![[personal profile]](https://www.dreamwidth.org/img/silk/identity/user.png)
World Peace Day/Winter Solstice
Winter Begins (Northern Hemisphere)
Summer Begins (Southern Hemisphere)
Abilities Day
Capricorn Begins
National Haiku Poetry Day
Yule (Wiccan)
Winter Begins (Northern Hemisphere)
Summer Begins (Southern Hemisphere)
Abilities Day
Capricorn Begins
National Haiku Poetry Day
Yule (Wiccan)
Over the last four months, I’ve been pondering what makes a geek a geek. I’ve pondered this before, but there were some interesting circumstances that brought it to the foreground recently:
-The moment I stepped off the plane on my way to Africa, I had a bit of an epiphany. I realized that I was in for a shocking cultural experience with people wildly different from myself.
This was in JFK Airport. I had just met the other students going on the trip.
It seems that geeks do not really go to Africa, because none of them was. I had some conscientious world-savers, but no one who understood my geekness. It was surprisingly hard.
-Last night, Mom told me she’s always amazed that I like Star Trek and stuff like that. “It seems so out-of-character,” she said. “You’re so … no-nonsense, and here you like all this stuff.”
-Today,
kittikattie linked to an older article that has the dumbest explanation of nerdiness ever.*
![[profile]](https://www.dreamwidth.org/img/silk/identity/user.png)

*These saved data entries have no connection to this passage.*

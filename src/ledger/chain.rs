//! Ledger state management
//!
//! The `Ledger` exclusively owns the chain and the pending pool and is the
//! sole mutator of both. Consensus resolution may swap the whole chain via
//! `replace_chain` but never edits blocks in place.

use std::time::{SystemTime, UNIX_EPOCH};

use crate::constants::{GENESIS_PREVIOUS_HASH, GENESIS_PROOF};
use crate::crypto::block_digest;
use crate::ledger::{Block, Transaction};

/// Append-only chain plus the pool of not-yet-sealed transactions.
#[derive(Debug)]
pub struct Ledger {
    chain: Vec<Block>,
    pending: Vec<Transaction>,
}

impl Ledger {
    /// Create a ledger holding only the genesis block.
    pub fn new() -> Self {
        let mut ledger = Self {
            chain: Vec::new(),
            pending: Vec::new(),
        };
        ledger.seal_block(GENESIS_PROOF, Some(GENESIS_PREVIOUS_HASH.to_string()));
        ledger
    }

    /// The full chain, genesis first.
    pub fn chain(&self) -> &[Block] {
        &self.chain
    }

    /// Number of blocks in the chain.
    pub fn len(&self) -> u64 {
        self.chain.len() as u64
    }

    /// Transactions queued for the next block, in submission order.
    pub fn pending(&self) -> &[Transaction] {
        &self.pending
    }

    /// The last block in the chain.
    ///
    /// Panics if the chain is empty, which cannot happen after construction;
    /// an empty chain here is a broken invariant, not a recoverable state.
    pub fn tip(&self) -> &Block {
        self.chain
            .last()
            .expect("ledger constructed without a genesis block")
    }

    /// Queue a transaction for inclusion in the next sealed block.
    ///
    /// Returns the index the transaction will occupy once that block exists.
    /// Amounts and identifiers are taken as given; this ledger tracks no
    /// balances.
    pub fn queue_transaction(
        &mut self,
        sender: impl Into<String>,
        recipient: impl Into<String>,
        amount: u64,
    ) -> u64 {
        self.pending
            .push(Transaction::new(sender, recipient, amount));
        self.tip().index + 1
    }

    /// Seal the pending pool into a new block and append it.
    ///
    /// The pool snapshot-and-clear and the append happen in one `&mut self`
    /// call, so no observer can see a half-sealed state. `previous_hash`
    /// exists only to special-case genesis; normal callers pass `None` and
    /// get the digest of the current tip.
    pub fn seal_block(&mut self, proof: u64, previous_hash: Option<String>) -> Block {
        let previous_hash =
            previous_hash.unwrap_or_else(|| block_digest(self.tip()));

        let block = Block {
            index: self.chain.len() as u64 + 1,
            timestamp: now_millis(),
            transactions: std::mem::take(&mut self.pending),
            proof,
            previous_hash,
        };

        self.chain.push(block.clone());
        block
    }

    /// Wholesale-swap the chain for an already validated candidate.
    ///
    /// Callers must have run chain validation first. The pending pool is
    /// left untouched.
    pub fn replace_chain(&mut self, chain: Vec<Block>) {
        self.chain = chain;
    }
}

impl Default for Ledger {
    fn default() -> Self {
        Self::new()
    }
}

fn now_millis() -> u64 {
    SystemTime::now()
        .duration_since(UNIX_EPOCH)
        .expect("system clock before unix epoch")
        .as_millis() as u64
}
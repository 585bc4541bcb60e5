//! Pebble Ledger Node
//!
//! Main entry point for running a Pebble node: one in-memory ledger, an
//! HTTP API, and longest-valid-chain reconciliation with registered peers.

use std::sync::Arc;

use clap::Parser;
use pebble_core::rpc::{self, NodeState};
use tracing::{info, warn};
use tracing_subscriber::EnvFilter;

#[derive(Debug, Parser)]
#[command(name = "pebble-node", about = "Minimal PoW ledger node")]
struct Args {
    /// Port for the HTTP API
    #[arg(long, default_value_t = 5000)]
    port: u16,

    /// Peer address to register at startup (repeatable)
    #[arg(long = "peer")]
    peers: Vec<String>,
}

#[tokio::main]
async fn main() -> Result<(), Box<dyn std::error::Error>> {
    tracing_subscriber::fmt()
        .with_env_filter(
            EnvFilter::try_from_default_env().unwrap_or_else(|_| EnvFilter::new("info")),
        )
        .init();

    let args = Args::parse();
    let state = Arc::new(NodeState::new());

    {
        let mut peers = state.peers.write().await;
        for address in &args.peers {
            match peers.register(address) {
                Ok(location) => info!(peer = %location, "bootstrap peer registered"),
                Err(e) => warn!(address = %address, error = %e, "skipping bootstrap peer"),
            }
        }
    }

    info!(node_id = %state.node_id, port = args.port, "pebble node starting");

    tokio::select! {
        result = rpc::serve(state.clone(), args.port) => result?,
        _ = tokio::signal::ctrl_c() => {
            info!("shutdown signal received, stopping node");
            state.stop_searches();
        }
    }

    Ok(())
}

And after talking with some nerdy friends through the years and considering what makes me interested in what I’m interested in, I’ve come up with a certain explanation of much of geek/nerd behavior. Since you’re all geeks and nerds, I’m sure you’ll have something to add to the analysis, but from my brother (a Mines geek, no less!) and my friends and myself, this is what I have:
Nerds and geeks come across as hyper-intellectual (sometimes we’re even actually intelligent!), with emphasis on those traditionally left-brained modes of thought that find pleasure in things that fit together cohesively, that have some sense in code.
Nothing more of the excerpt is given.